Command Errors

A command error, sometimes called a command file error, describes the situation in which a message is sent from the ground system to the flight system that results in one of the following responses:

  • The spacecraft rejects the command as invalid

  • The command triggers a spacecraft fault condition

  • The command has an adverse effect on the spacecraft

  • The command does not result in the intended spacecraft behavior

The consequence of a command error can range from lost opportunities (e.g. a spacecraft does not record data of a particular event of interest), to loss of mission (the spacecraft is permanently incapacitated).

The flight system’s fault protection subsystem is designed to minimize the consequence of command error by putting the spacecraft into a “safe mode” when certain automatic fault detection, isolation, and recovery (FDIR) mechanisms are triggered. There are, however, command errors that FDIRs are powerless against:

  • CFDP 2 delayed packets

  • Incorrect inputs to maneuvers

  • Unexpected failure modes of FSW

  • Incorrect observation timings

  • Incorrect Earth vector values

  • Concurrent communication of multiple spacecraft in a constellation

  • Unintentional sequence deletes

  • Sequences that don’t set a new parameter that was added in a new FSW version

Avoiding Command Errors

In order to reduce the risk of command error, the ground system may perform certain checks before allowing a message to be sent to the spacecraft. These checks range from constraints on the syntax of command files, to some abstract interpretation of the command files, to simulation of these command files.

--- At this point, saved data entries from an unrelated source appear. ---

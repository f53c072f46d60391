//! Dataset ingestion for insight discovery.
//!
//! # Features
//!
//! - **CSV Loading**: read a CSV file into a Polars `DataFrame`, with size,
//!   encoding and shape checks
//! - **Column Profiling**: [`DefaultProfiler`] assigns each column a type
//!   code, distinct count, uniqueness flag, mode and value counts
//!
//! # Example
//!
//! ```ignore
//! use std::path::Path;
//! use insight_ingest::{DefaultProfiler, read_csv_table};
//! use insight_model::ColumnProfiler;
//!
//! let df = read_csv_table(Path::new("customers.csv"))?;
//! let profiles = DefaultProfiler::default().profile(&df)?;
//! ```

mod csv;
mod error;
mod profiler;

// === Error Types ===
pub use error::{IngestError, Result};

// === CSV Reading ===
pub use csv::{
    MAX_CSV_FILE_SIZE, check_file_size, normalize_boolean_columns, read_csv_table,
    validate_dataframe_shape, validate_encoding,
};

// === Profiling ===
pub use profiler::{DefaultProfiler, ProfilerOptions, looks_like_date};
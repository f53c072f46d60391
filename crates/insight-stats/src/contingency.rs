//! Contingency tables and the chi-square test of independence.

use std::collections::BTreeMap;

use statrs::distribution::{ChiSquared, ContinuousCDF};

use crate::TestResult;
use crate::error::{Result, StatsError};

/// A labeled two-way frequency table.
///
/// `cells[r][c]` holds the count (or share, after normalization) for row
/// label `r` and column label `c`.
#[derive(Debug, Clone, PartialEq)]
pub struct ContingencyTable {
    row_labels: Vec<String>,
    col_labels: Vec<String>,
    cells: Vec<Vec<f64>>,
}

impl ContingencyTable {
    /// Builds a table from explicit labels and cells.
    pub fn new(
        row_labels: Vec<String>,
        col_labels: Vec<String>,
        cells: Vec<Vec<f64>>,
    ) -> Result<Self> {
        if cells.len() != row_labels.len() {
            return Err(StatsError::InvalidTable {
                message: format!(
                    "{} rows of cells for {} row labels",
                    cells.len(),
                    row_labels.len()
                ),
            });
        }
        if let Some(row) = cells.iter().find(|row| row.len() != col_labels.len()) {
            return Err(StatsError::InvalidTable {
                message: format!(
                    "row of {} cells for {} column labels",
                    row.len(),
                    col_labels.len()
                ),
            });
        }
        Ok(Self {
            row_labels,
            col_labels,
            cells,
        })
    }

    /// Cross-tabulates observation pairs.
    ///
    /// Row and column labels are the distinct keys in ascending key order,
    /// rendered with `to_string`.
    pub fn crosstab<R, C>(pairs: impl IntoIterator<Item = (R, C)>) -> Self
    where
        R: Ord + ToString,
        C: Ord + ToString,
    {
        let mut counts: BTreeMap<R, BTreeMap<C, f64>> = BTreeMap::new();
        for (row, col) in pairs {
            *counts.entry(row).or_default().entry(col).or_insert(0.0) += 1.0;
        }

        let mut col_keys: Vec<&C> = counts.values().flat_map(BTreeMap::keys).collect();
        col_keys.sort();
        col_keys.dedup();

        let cells = counts
            .values()
            .map(|row| {
                col_keys
                    .iter()
                    .map(|key| row.get(*key).copied().unwrap_or(0.0))
                    .collect()
            })
            .collect();
        let col_labels = col_keys.iter().map(|key| key.to_string()).collect();
        let row_labels = counts.keys().map(ToString::to_string).collect();

        Self {
            row_labels,
            col_labels,
            cells,
        }
    }

    pub fn row_labels(&self) -> &[String] {
        &self.row_labels
    }

    pub fn col_labels(&self) -> &[String] {
        &self.col_labels
    }

    pub fn n_rows(&self) -> usize {
        self.row_labels.len()
    }

    pub fn n_cols(&self) -> usize {
        self.col_labels.len()
    }

    pub fn cell(&self, row: usize, col: usize) -> Option<f64> {
        self.cells.get(row).and_then(|r| r.get(col)).copied()
    }

    /// Values of one column, top to bottom.
    pub fn column(&self, col: usize) -> Option<Vec<f64>> {
        (col < self.n_cols()).then(|| self.cells.iter().map(|row| row[col]).collect())
    }

    /// Position of a column label.
    pub fn col_index(&self, label: &str) -> Option<usize> {
        self.col_labels.iter().position(|l| l == label)
    }

    /// Replaces the row labels, keeping the cell order.
    pub fn with_row_labels(mut self, labels: Vec<String>) -> Result<Self> {
        if labels.len() != self.n_rows() {
            return Err(StatsError::InvalidTable {
                message: format!("{} row labels for {} rows", labels.len(), self.n_rows()),
            });
        }
        self.row_labels = labels;
        Ok(self)
    }

    /// Replaces the column labels, keeping the cell order.
    pub fn with_col_labels(mut self, labels: Vec<String>) -> Result<Self> {
        if labels.len() != self.n_cols() {
            return Err(StatsError::InvalidTable {
                message: format!("{} column labels for {} columns", labels.len(), self.n_cols()),
            });
        }
        self.col_labels = labels;
        Ok(self)
    }

    /// Divides every cell by its column total. Columns summing to zero stay zero.
    pub fn normalize_columns(&self) -> Self {
        let totals: Vec<f64> = (0..self.n_cols())
            .map(|c| self.cells.iter().map(|row| row[c]).sum())
            .collect();
        let cells = self
            .cells
            .iter()
            .map(|row| {
                row.iter()
                    .zip(&totals)
                    .map(|(v, total)| if *total == 0.0 { 0.0 } else { v / total })
                    .collect()
            })
            .collect();
        Self {
            row_labels: self.row_labels.clone(),
            col_labels: self.col_labels.clone(),
            cells,
        }
    }

    /// Divides every cell by its row total. Rows summing to zero stay zero.
    pub fn normalize_rows(&self) -> Self {
        let cells = self
            .cells
            .iter()
            .map(|row| {
                let total: f64 = row.iter().sum();
                row.iter()
                    .map(|v| if total == 0.0 { 0.0 } else { v / total })
                    .collect()
            })
            .collect();
        Self {
            row_labels: self.row_labels.clone(),
            col_labels: self.col_labels.clone(),
            cells,
        }
    }

    /// Swaps rows and columns.
    pub fn transpose(&self) -> Self {
        let cells = (0..self.n_cols())
            .map(|c| self.cells.iter().map(|row| row[c]).collect())
            .collect();
        Self {
            row_labels: self.col_labels.clone(),
            col_labels: self.row_labels.clone(),
            cells,
        }
    }

    pub fn total(&self) -> f64 {
        self.cells.iter().flatten().sum()
    }
}

/// Result of a chi-square test of independence.
#[derive(Debug, Clone, PartialEq)]
pub struct ChiSquareOutcome {
    pub statistic: f64,
    pub p_value: f64,
    pub dof: usize,
    /// Expected frequencies under independence, same shape as the table.
    pub expected: Vec<Vec<f64>>,
}

impl ChiSquareOutcome {
    pub fn result(&self) -> TestResult {
        TestResult::new(self.statistic, self.p_value)
    }
}

/// Chi-square test of independence on a table of counts.
///
/// With one degree of freedom, Yates' continuity correction moves every
/// observed count up to 0.5 toward its expected count. A table with zero
/// degrees of freedom yields a statistic of 0 and a p-value of 1.
pub fn chi2_contingency(table: &ContingencyTable) -> Result<ChiSquareOutcome> {
    if table.n_rows() == 0 || table.n_cols() == 0 {
        return Err(StatsError::InvalidTable {
            message: "table is empty".to_string(),
        });
    }
    if table.cells.iter().flatten().any(|v| *v < 0.0 || !v.is_finite()) {
        return Err(StatsError::InvalidTable {
            message: "counts must be finite and non-negative".to_string(),
        });
    }

    let total = table.total();
    let row_totals: Vec<f64> = table.cells.iter().map(|row| row.iter().sum()).collect();
    let col_totals: Vec<f64> = (0..table.n_cols())
        .map(|c| table.cells.iter().map(|row| row[c]).sum())
        .collect();
    let expected: Vec<Vec<f64>> = row_totals
        .iter()
        .map(|r| {
            col_totals
                .iter()
                .map(|c| if total == 0.0 { 0.0 } else { r * c / total })
                .collect()
        })
        .collect();
    if expected.iter().flatten().any(|e| *e == 0.0) {
        return Err(StatsError::ZeroExpected);
    }

    let dof = (table.n_rows() - 1) * (table.n_cols() - 1);
    if dof == 0 {
        return Ok(ChiSquareOutcome {
            statistic: 0.0,
            p_value: 1.0,
            dof,
            expected,
        });
    }

    let mut statistic = 0.0;
    for (observed_row, expected_row) in table.cells.iter().zip(&expected) {
        for (&observed, &exp) in observed_row.iter().zip(expected_row) {
            let mut observed = observed;
            if dof == 1 {
                let diff = exp - observed;
                observed += diff.signum() * diff.abs().min(0.5);
            }
            statistic += (observed - exp).powi(2) / exp;
        }
    }

    let dist = ChiSquared::new(dof as f64).map_err(StatsError::distribution)?;
    let p_value = dist.sf(statistic).clamp(0.0, 1.0);
    Ok(ChiSquareOutcome {
        statistic,
        p_value,
        dof,
        expected,
    })
}
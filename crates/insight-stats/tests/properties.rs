#![allow(missing_docs)]

use insight_stats::{
    ContingencyTable, GroupSummary, TestResult, chi2_contingency, f_oneway, pearsonr,
    ttest_ind_from_stats,
};
use proptest::prelude::*;

fn sample() -> impl Strategy<Value = Vec<f64>> {
    prop::collection::vec(-1_000.0f64..1_000.0, 3..40)
}

proptest! {
    #[test]
    fn pearson_p_value_is_a_probability(x in sample(), seed in any::<u64>()) {
        let y: Vec<f64> = x
            .iter()
            .enumerate()
            .map(|(i, v)| v * 0.5 + ((seed.wrapping_add(i as u64) % 97) as f64))
            .collect();
        if let Ok(result) = pearsonr(&x, &y) {
            prop_assert!((0.0..=1.0).contains(&result.p_value));
            prop_assert!((-1.0..=1.0).contains(&result.statistic));
        }
    }

    #[test]
    fn anova_p_value_is_a_probability(a in sample(), b in sample(), c in sample()) {
        if let Ok(result) = f_oneway(&[a, b, c]) {
            prop_assert!((0.0..=1.0).contains(&result.p_value));
            prop_assert!(result.statistic >= 0.0);
        }
    }

    #[test]
    fn ttest_p_value_is_a_probability(a in sample(), b in sample()) {
        let first = GroupSummary::from_values(&a).unwrap();
        let second = GroupSummary::from_values(&b).unwrap();
        if let Ok(result) = ttest_ind_from_stats(&first, &second) {
            prop_assert!((0.0..=1.0).contains(&result.p_value));
        }
    }

    #[test]
    fn chi2_p_value_is_a_probability(
        cells in prop::collection::vec(prop::collection::vec(1u32..500, 2..5), 2..6)
    ) {
        let width = cells[0].len();
        let cells: Vec<Vec<f64>> = cells
            .into_iter()
            .map(|row| row.into_iter().cycle().take(width).map(f64::from).collect())
            .collect();
        let rows = (0..cells.len()).map(|i| i.to_string()).collect();
        let cols = (0..width).map(|i| i.to_string()).collect();
        let table = ContingencyTable::new(rows, cols, cells).unwrap();
        let outcome = chi2_contingency(&table).unwrap();
        prop_assert!((0.0..=1.0).contains(&outcome.p_value));
        prop_assert!(outcome.statistic >= 0.0);
    }

    #[test]
    fn significance_matches_threshold(p in 0.0f64..1.0, siglvl in 0.001f64..0.999) {
        let result = TestResult::new(1.0, p);
        prop_assert_eq!(result.is_significant(siglvl), p <= siglvl);
    }
}

#[test]
fn nan_p_value_is_not_significant() {
    let result = TestResult::new(f64::NAN, f64::NAN);
    assert_eq!(result.p_value, 1.0);
    assert!(!result.is_significant(0.05));
}
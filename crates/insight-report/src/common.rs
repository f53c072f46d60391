//! Shared helpers for the writers.

use std::fs;
use std::path::{Path, PathBuf};

use serde::{Deserialize, Serialize};

use crate::error::{ReportError, Result};

/// What to do when the destination already holds records.
#[derive(Debug, Clone, Copy, Default, PartialEq, Eq, Serialize, Deserialize)]
#[serde(rename_all = "lowercase")]
pub enum WriteMode {
    /// Overwrite the destination.
    #[default]
    Replace,
    /// Keep existing records and add the new ones after them.
    Append,
}

/// Rejects an empty destination path.
pub(crate) fn validate_path(path: impl Into<PathBuf>) -> Result<PathBuf> {
    let path = path.into();
    if path.as_os_str().is_empty() {
        return Err(ReportError::config("output path is empty"));
    }
    Ok(path)
}

/// Ensure a parent directory exists for a file path.
pub fn ensure_parent_dir(path: &Path) -> Result<()> {
    if let Some(parent) = path.parent()
        && !parent.as_os_str().is_empty()
    {
        fs::create_dir_all(parent).map_err(|e| ReportError::io(parent, e))?;
    }
    Ok(())
}

/// True when `path` exists and holds at least one byte.
pub(crate) fn has_content(path: &Path) -> bool {
    fs::metadata(path).is_ok_and(|meta| meta.len() > 0)
}
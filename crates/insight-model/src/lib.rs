pub mod analysis;
pub mod error;
pub mod insight;
pub mod options;
pub mod profile;
pub mod profiler;
pub mod semantic;

pub use analysis::{AnalysisKind, BinaryLabels, CandidateSet, PairCandidate, StatTest};
pub use error::{InsightError, Result};
pub use insight::InsightRecord;
pub use options::{ClassifierOptions, NarrativeOptions, PipelineOptions};
pub use profile::{ColumnProfile, Scalar, TypeCode, ValueCounts};
pub use profiler::{ColumnProfiler, InsightSink};
pub use semantic::{BucketMap, ColumnDecision, ExclusionReason, SemanticTag};
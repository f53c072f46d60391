//! Column profiles: the per-column summary produced by a profiling collaborator.

use std::cmp::Ordering;
use std::fmt;
use std::str::FromStr;

use insight_common::{any_to_i64, is_null};
use polars::prelude::AnyValue;
use serde::{Deserialize, Serialize};

/// Storage-level type code assigned by the profiler.
///
/// These follow the profiler's own vocabulary and are distinct from the
/// analytical [`SemanticTag`](crate::SemanticTag) a column ends up with.
#[derive(Debug, Clone, PartialEq, Eq, Hash, Serialize, Deserialize)]
pub enum TypeCode {
    /// Every non-null value is distinct.
    Unique,
    /// Date or datetime values.
    Date,
    /// A single value (or no values at all).
    Const,
    /// Numeric column highly correlated with an earlier column.
    Corr,
    /// Numeric column.
    Num,
    /// Textual / categorical column.
    Cat,
    /// Boolean column.
    Bool,
    /// Anything the profiler could not place.
    Other(String),
}

impl TypeCode {
    /// Returns the canonical upper-case code.
    pub fn as_str(&self) -> &str {
        match self {
            TypeCode::Unique => "UNIQUE",
            TypeCode::Date => "DATE",
            TypeCode::Const => "CONST",
            TypeCode::Corr => "CORR",
            TypeCode::Num => "NUM",
            TypeCode::Cat => "CAT",
            TypeCode::Bool => "BOOL",
            TypeCode::Other(code) => code.as_str(),
        }
    }
}

impl fmt::Display for TypeCode {
    fn fmt(&self, f: &mut fmt::Formatter<'_>) -> fmt::Result {
        f.write_str(self.as_str())
    }
}

impl FromStr for TypeCode {
    type Err = std::convert::Infallible;

    /// Parses a type code (case-insensitive). Unrecognized codes become
    /// [`TypeCode::Other`].
    fn from_str(s: &str) -> Result<Self, Self::Err> {
        let normalized = s.trim().to_uppercase();
        Ok(match normalized.as_str() {
            "UNIQUE" => TypeCode::Unique,
            "DATE" => TypeCode::Date,
            "CONST" => TypeCode::Const,
            "CORR" => TypeCode::Corr,
            "NUM" => TypeCode::Num,
            "CAT" => TypeCode::Cat,
            "BOOL" => TypeCode::Bool,
            _ => TypeCode::Other(normalized),
        })
    }
}

/// A single non-null cell value.
///
/// Floats compare by [`f64::total_cmp`] so that scalars can key ordered maps.
#[derive(Debug, Clone, Serialize, Deserialize)]
#[serde(untagged)]
pub enum Scalar {
    Bool(bool),
    Int(i64),
    Float(f64),
    Text(String),
}

impl Scalar {
    /// Converts a cell value. Nulls and NaN become `None`; temporal and other
    /// non-primitive values become text.
    pub fn from_any(value: AnyValue<'_>) -> Option<Self> {
        if is_null(&value) {
            return None;
        }
        match value {
            AnyValue::Boolean(b) => Some(Scalar::Bool(b)),
            AnyValue::Float32(v) => Some(Scalar::Float(f64::from(v))),
            AnyValue::Float64(v) => Some(Scalar::Float(v)),
            AnyValue::String(s) => Some(Scalar::Text(s.to_string())),
            AnyValue::StringOwned(s) => Some(Scalar::Text(s.to_string())),
            AnyValue::Int8(_)
            | AnyValue::Int16(_)
            | AnyValue::Int32(_)
            | AnyValue::Int64(_)
            | AnyValue::UInt8(_)
            | AnyValue::UInt16(_)
            | AnyValue::UInt32(_)
            | AnyValue::UInt64(_) => {
                let text = value.to_string();
                Some(any_to_i64(value).map_or(Scalar::Text(text), Scalar::Int))
            }
            other => Some(Scalar::Text(other.to_string())),
        }
    }

    /// Returns true for textual values.
    pub fn is_text(&self) -> bool {
        matches!(self, Scalar::Text(_))
    }

    /// Returns the value as an integer when it is integral.
    pub fn as_i64(&self) -> Option<i64> {
        match self {
            Scalar::Int(v) => Some(*v),
            Scalar::Float(v) if v.fract() == 0.0 && v.is_finite() => Some(*v as i64),
            _ => None,
        }
    }

    /// Returns the value as a float when it is numeric or boolean.
    pub fn as_f64(&self) -> Option<f64> {
        match self {
            Scalar::Bool(b) => Some(if *b { 1.0 } else { 0.0 }),
            Scalar::Int(v) => Some(*v as f64),
            Scalar::Float(v) => Some(*v),
            Scalar::Text(_) => None,
        }
    }

    fn rank(&self) -> u8 {
        match self {
            Scalar::Bool(_) => 0,
            Scalar::Int(_) | Scalar::Float(_) => 1,
            Scalar::Text(_) => 2,
        }
    }
}

impl fmt::Display for Scalar {
    fn fmt(&self, f: &mut fmt::Formatter<'_>) -> fmt::Result {
        match self {
            Scalar::Bool(b) => write!(f, "{b}"),
            Scalar::Int(v) => write!(f, "{v}"),
            Scalar::Float(v) => write!(f, "{v}"),
            Scalar::Text(s) => f.write_str(s),
        }
    }
}

impl PartialEq for Scalar {
    fn eq(&self, other: &Self) -> bool {
        self.cmp(other) == Ordering::Equal
    }
}

impl Eq for Scalar {}

impl PartialOrd for Scalar {
    fn partial_cmp(&self, other: &Self) -> Option<Ordering> {
        Some(self.cmp(other))
    }
}

impl Ord for Scalar {
    fn cmp(&self, other: &Self) -> Ordering {
        match (self, other) {
            (Scalar::Bool(a), Scalar::Bool(b)) => a.cmp(b),
            (Scalar::Int(a), Scalar::Int(b)) => a.cmp(b),
            (Scalar::Text(a), Scalar::Text(b)) => a.cmp(b),
            (Scalar::Int(a), Scalar::Float(b)) => (*a as f64).total_cmp(b),
            (Scalar::Float(a), Scalar::Int(b)) => a.total_cmp(&(*b as f64)),
            (Scalar::Float(a), Scalar::Float(b)) => a.total_cmp(b),
            _ => self.rank().cmp(&other.rank()),
        }
    }
}

/// Distinct non-null values of a column with their frequencies.
///
/// Entries are kept in descending frequency order; ties keep ascending
/// value order.
#[derive(Debug, Clone, Default, PartialEq, Serialize, Deserialize)]
pub struct ValueCounts {
    entries: Vec<(Scalar, usize)>,
}

impl ValueCounts {
    /// Builds value counts from `(value, count)` pairs, merging duplicates.
    pub fn new(pairs: impl IntoIterator<Item = (Scalar, usize)>) -> Self {
        let mut merged: std::collections::BTreeMap<Scalar, usize> =
            std::collections::BTreeMap::new();
        for (value, count) in pairs {
            *merged.entry(value).or_insert(0) += count;
        }
        let mut entries: Vec<(Scalar, usize)> = merged.into_iter().collect();
        entries.sort_by(|a, b| b.1.cmp(&a.1).then_with(|| a.0.cmp(&b.0)));
        Self { entries }
    }

    /// Counts the given values.
    pub fn from_values(values: impl IntoIterator<Item = Scalar>) -> Self {
        Self::new(values.into_iter().map(|v| (v, 1)))
    }

    /// Number of distinct values.
    pub fn len(&self) -> usize {
        self.entries.len()
    }

    /// Returns true when the column has no non-null values.
    pub fn is_empty(&self) -> bool {
        self.entries.is_empty()
    }

    /// Distinct values, most frequent first.
    pub fn values(&self) -> impl Iterator<Item = &Scalar> {
        self.entries.iter().map(|(v, _)| v)
    }

    /// Frequencies, most frequent first.
    pub fn counts(&self) -> impl Iterator<Item = usize> + '_ {
        self.entries.iter().map(|(_, c)| *c)
    }

    /// Iterates `(value, count)` entries.
    pub fn iter(&self) -> impl Iterator<Item = (&Scalar, usize)> {
        self.entries.iter().map(|(v, c)| (v, *c))
    }

    /// Frequency of the least common value.
    pub fn min_count(&self) -> Option<usize> {
        self.counts().min()
    }

    /// Total number of non-null values.
    pub fn total(&self) -> usize {
        self.counts().sum()
    }

    /// Most frequent value.
    pub fn mode(&self) -> Option<&Scalar> {
        self.entries.first().map(|(v, _)| v)
    }
}

/// Per-column summary consumed by the semantic classifier.
#[derive(Debug, Clone, PartialEq, Serialize, Deserialize)]
pub struct ColumnProfile {
    pub name: String,
    pub type_code: TypeCode,
    pub distinct_count: usize,
    pub is_unique: bool,
    pub mode: Option<Scalar>,
    pub value_counts: ValueCounts,
}

impl ColumnProfile {
    /// Builds a profile whose distinct count, uniqueness and mode are derived
    /// from the value counts.
    pub fn from_counts(
        name: impl Into<String>,
        type_code: TypeCode,
        value_counts: ValueCounts,
    ) -> Self {
        let distinct_count = value_counts.len();
        let is_unique = distinct_count > 0 && distinct_count == value_counts.total();
        let mode = value_counts.mode().cloned();
        Self {
            name: name.into(),
            type_code,
            distinct_count,
            is_unique,
            mode,
            value_counts,
        }
    }

    /// Returns true if the profile's mode is a textual value.
    pub fn mode_is_text(&self) -> bool {
        self.mode.as_ref().is_some_and(Scalar::is_text)
    }
}

#[cfg(test)]
mod tests {
    use super::*;

    #[test]
    fn type_code_parses_case_insensitively() {
        assert_eq!("num".parse::<TypeCode>().unwrap(), TypeCode::Num);
        assert_eq!(" Bool ".parse::<TypeCode>().unwrap(), TypeCode::Bool);
        assert_eq!(
            "rejected".parse::<TypeCode>().unwrap(),
            TypeCode::Other("REJECTED".to_string())
        );
    }

    #[test]
    fn scalar_numeric_comparison_crosses_int_and_float() {
        assert_eq!(Scalar::Int(2), Scalar::Float(2.0));
        assert!(Scalar::Int(1) < Scalar::Float(1.5));
        assert!(Scalar::Bool(true) < Scalar::Int(0));
        assert!(Scalar::Int(10) < Scalar::Text("a".into()));
    }

    #[test]
    fn scalar_from_any_value() {
        assert_eq!(Scalar::from_any(AnyValue::Null), None);
        assert_eq!(Scalar::from_any(AnyValue::Float64(f64::NAN)), None);
        assert_eq!(Scalar::from_any(AnyValue::UInt8(1)), Some(Scalar::Int(1)));
        assert_eq!(Scalar::from_any(AnyValue::Boolean(true)), Some(Scalar::Bool(true)));
        assert_eq!(
            Scalar::from_any(AnyValue::String("me")),
            Some(Scalar::Text("me".to_string()))
        );
    }

    #[test]
    fn value_counts_sorted_by_frequency_then_value() {
        let counts = ValueCounts::from_values(
            ["b", "a", "b", "c", "a"]
                .into_iter()
                .map(|s| Scalar::Text(s.to_string())),
        );
        let values: Vec<String> = counts.values().map(ToString::to_string).collect();
        assert_eq!(values, vec!["a", "b", "c"]);
        assert_eq!(counts.min_count(), Some(1));
        assert_eq!(counts.total(), 5);
        assert_eq!(counts.mode(), Some(&Scalar::Text("a".into())));
    }

    #[test]
    fn profile_from_counts_derives_uniqueness() {
        let unique = ColumnProfile::from_counts(
            "email",
            TypeCode::Cat,
            ValueCounts::from_values(["x", "y"].map(|s| Scalar::Text(s.into()))),
        );
        assert!(unique.is_unique);
        assert!(unique.mode_is_text());

        let repeated = ColumnProfile::from_counts(
            "n",
            TypeCode::Num,
            ValueCounts::new([(Scalar::Int(1), 3), (Scalar::Int(2), 1)]),
        );
        assert!(!repeated.is_unique);
        assert_eq!(repeated.distinct_count, 2);
        assert_eq!(repeated.mode, Some(Scalar::Int(1)));
    }
}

Some desirable characteristics of a ground system check:

  • Precision - a check should minimize false positives

  • Recall - a check should miss as few command errors as possible

  • Interactivity - a check should be fast enough to enable an operations team to make multiple drafts of their command files before the communication deadline

Recall is perhaps the most important characteristic for risk mitigation. When the consequences of command errors are high, ground system checks will skew towards high recall at the cost of lowering their precision. This is the mentality of “if you’re not sure, err on the side of caution.”

The cost of low precision is increased burden on the operations team, which in turn can lead to increased risk of command error. They have to sift through large numbers of false positives, dispositioning many of them as “nominal”. This can lead to complacency, where an operator sees a familiar error, and marks it as a false positive, when in fact something about the environment has changed, making this a true positive. (example: sequences before and after MSL FSW upgrade. False positives that sequences were drafted for the wrong FSW became true positives when the FSW was in fact swapped).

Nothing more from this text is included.